Considerations for the Suppression of Sperm Production for Contraception

As detailed in this chapter, both androgens and FSH co-operate and synergize to stimulate spermatogenesis. In a male hormonal contraceptive context, this means that adequate suppression of both androgens and FSH is required to halt sperm production. The most promising contraceptive strategies in terms of efficacy and rate of sperm count suppression are based on a combination of non-androgenic steroids (e.g. progestins) to suppress gonadotropins, and testosterone to maintain physiological androgen actions outside the testis (see extensive review in Endotext, Endocrinology of Male Reproduction, Chapter 15, Male Contraception (450).

 

The induction of azoospermia is seen as desirable for maximal contraceptive efficacy and acceptability, however no contraceptive regimen as yet is able to consistently induce azoospermia in all men (450). As discussed above, a very narrow dose range exists between testicular testosterone levels and sperm output, meaning that a “little testosterone goes a long way”. In addition, the presence of even low levels of FSH likely potentiates the action of residual androgen on spermatogenesis.
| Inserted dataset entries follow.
use std::path::{Path, PathBuf};

use walkdir::WalkDir;

/// Lists every directory under a root, the root included.
///
/// Snapshots are taken fresh for each call and never cached: a deploy may run
/// right after a clone created the tree or a purge emptied it.
pub trait DirectoryScanner: Send + Sync {
    fn directories(&self, root: &Path) -> Result<Vec<String>, ScanError>;
}

impl<T: DirectoryScanner + ?Sized> DirectoryScanner for &T {
    fn directories(&self, root: &Path) -> Result<Vec<String>, ScanError> {
        (**self).directories(root)
    }
}

/// Recursive scan with `walkdir`. Paths are absolute and end with a
/// separator, so ignore tokens such as `bin\` also match leaf directories.
#[derive(Debug, Clone, Copy, Default)]
pub struct WalkDirScanner;

impl DirectoryScanner for WalkDirScanner {
    fn directories(&self, root: &Path) -> Result<Vec<String>, ScanError> {
        let root = std::path::absolute(root).map_err(|e| ScanError::Resolve {
            root: root.to_path_buf(),
            source: e,
        })?;

        let mut dirs = Vec::new();
        for entry in WalkDir::new(&root).follow_links(false).sort_by_file_name() {
            let entry = entry.map_err(|e| ScanError::Walk {
                root: root.clone(),
                source: e,
            })?;
            if entry.file_type().is_dir() {
                let mut path = entry.path().display().to_string();
                if !path.ends_with(std::path::is_separator) {
                    path.push(std::path::MAIN_SEPARATOR);
                }
                dirs.push(path);
            }
        }

        tracing::debug!(root = %root.display(), count = dirs.len(), "scanned directories");
        Ok(dirs)
    }
}

#[derive(Debug, thiserror::Error)]
pub enum ScanError {
    #[error("failed to resolve scan root {root}")]
    Resolve {
        root: PathBuf,
        source: std::io::Error,
    },
    #[error("failed to scan directories under {root}")]
    Walk {
        root: PathBuf,
        source: walkdir::Error,
    },
}
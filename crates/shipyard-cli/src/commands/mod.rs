mod build;
mod excludes;
mod log;
mod status;

pub use build::build;
pub use excludes::excludes;
pub use log::log;
pub use status::status;

use shipyard_core::{ApplicationConfig, ApplicationId, ConfigStore, FileDb, Settings};

/// Validate `app` and make sure it has a config under the apps root.
pub(crate) fn existing_app(
    settings: &Settings,
    app: &str,
) -> anyhow::Result<(FileDb, ApplicationId, ApplicationConfig)> {
    let db = FileDb::new(&settings.apps_root);
    let id = ApplicationId::new(app)?;
    let config = db.load_config(&id)?;
    Ok((db, id, config))
}
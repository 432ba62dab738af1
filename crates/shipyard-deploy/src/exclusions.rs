use std::collections::HashSet;
use std::path::Path;

use crate::ignore::{self, IgnoreToken};
use crate::matcher::{match_directories, quote_spaces};
use crate::scan::{DirectoryScanner, ScanError, WalkDirScanner};

/// Exclusions for a mirror copy, already quoted for the copy tool.
#[derive(Debug, Clone, Default, PartialEq, Eq)]
pub struct ExclusionSet {
    /// Simple tokens; excluded as file names.
    pub files: Vec<String>,
    /// Simple tokens followed by matched directories.
    pub directories: Vec<String>,
}

impl ExclusionSet {
    pub fn is_empty(&self) -> bool {
        self.files.is_empty() && self.directories.is_empty()
    }

    /// Directory entries that came from tree matching rather than simple tokens.
    pub fn matched_directories(&self) -> impl Iterator<Item = &str> {
        self.directories
            .iter()
            .filter(|d| !self.files.contains(d))
            .map(String::as_str)
    }
}

/// Turns an ignore spec into an [`ExclusionSet`], scanning the source and
/// destination trees for path-segment tokens.
pub struct ExclusionResolver<S: DirectoryScanner = WalkDirScanner> {
    scanner: S,
}

impl ExclusionResolver<WalkDirScanner> {
    pub fn new() -> Self {
        Self {
            scanner: WalkDirScanner,
        }
    }
}

impl Default for ExclusionResolver<WalkDirScanner> {
    fn default() -> Self {
        Self::new()
    }
}

impl<S: DirectoryScanner> ExclusionResolver<S> {
    pub fn with_scanner(scanner: S) -> Self {
        Self { scanner }
    }

    /// Resolve `ignore` against both trees. A blank spec touches nothing.
    pub fn resolve(
        &self,
        source_root: &Path,
        dest_root: &Path,
        ignore: &str,
    ) -> Result<ExclusionSet, ScanError> {
        let mut simple = Vec::new();
        let mut segments = Vec::new();
        for token in ignore::parse(ignore) {
            match token {
                IgnoreToken::Simple(name) => simple.push(quote_spaces(&name)),
                IgnoreToken::PathSegment(segment) => segments.push(segment),
            }
        }

        let mut matched = Vec::new();
        if !segments.is_empty() {
            let source_dirs = self.scanner.directories(source_root)?;
            let dest_dirs = self.scanner.directories(dest_root)?;

            for segment in &segments {
                for dirs in [&source_dirs, &dest_dirs] {
                    matched.extend(
                        match_directories(segment, dirs.as_slice())
                            .iter()
                            .map(|d| quote_spaces(d)),
                    );
                }
            }
        }

        let files = dedup(simple.iter().cloned());
        let directories = dedup(simple.into_iter().chain(matched));

        tracing::debug!(
            files = files.len(),
            directories = directories.len(),
            "resolved deploy exclusions"
        );
        Ok(ExclusionSet { files, directories })
    }
}

/// Keep the first occurrence of each entry.
fn dedup(items: impl IntoIterator<Item = String>) -> Vec<String> {
    let mut seen = HashSet::new();
    items
        .into_iter()
        .filter(|item| seen.insert(item.clone()))
        .collect()
}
In practice, this means that achieving the level of testosterone suppression needed for complete suppression of spermatogenesis may be difficult in some men. A minority of men (~5%) undergoing combined hormone-based therapies fail to achieve adequate sperm count suppression (450). The complete abolition of androgen production does not appear to be achievable because of LH-independent androgen secretion by Leydig cells (423) and the need to maintain extra-testicular androgen actions in men. A complete elimination of androgen action on spermatogenesis could theoretically be achieved via testis-specific enzyme or androgen receptor inhibition, however novel therapeutic tools to achieve this have not yet been identified (see Endotext, Endocrinology of Male Reproduction, Chapter 2, Androgen Physiology, Pharmacology and Abuse (145)).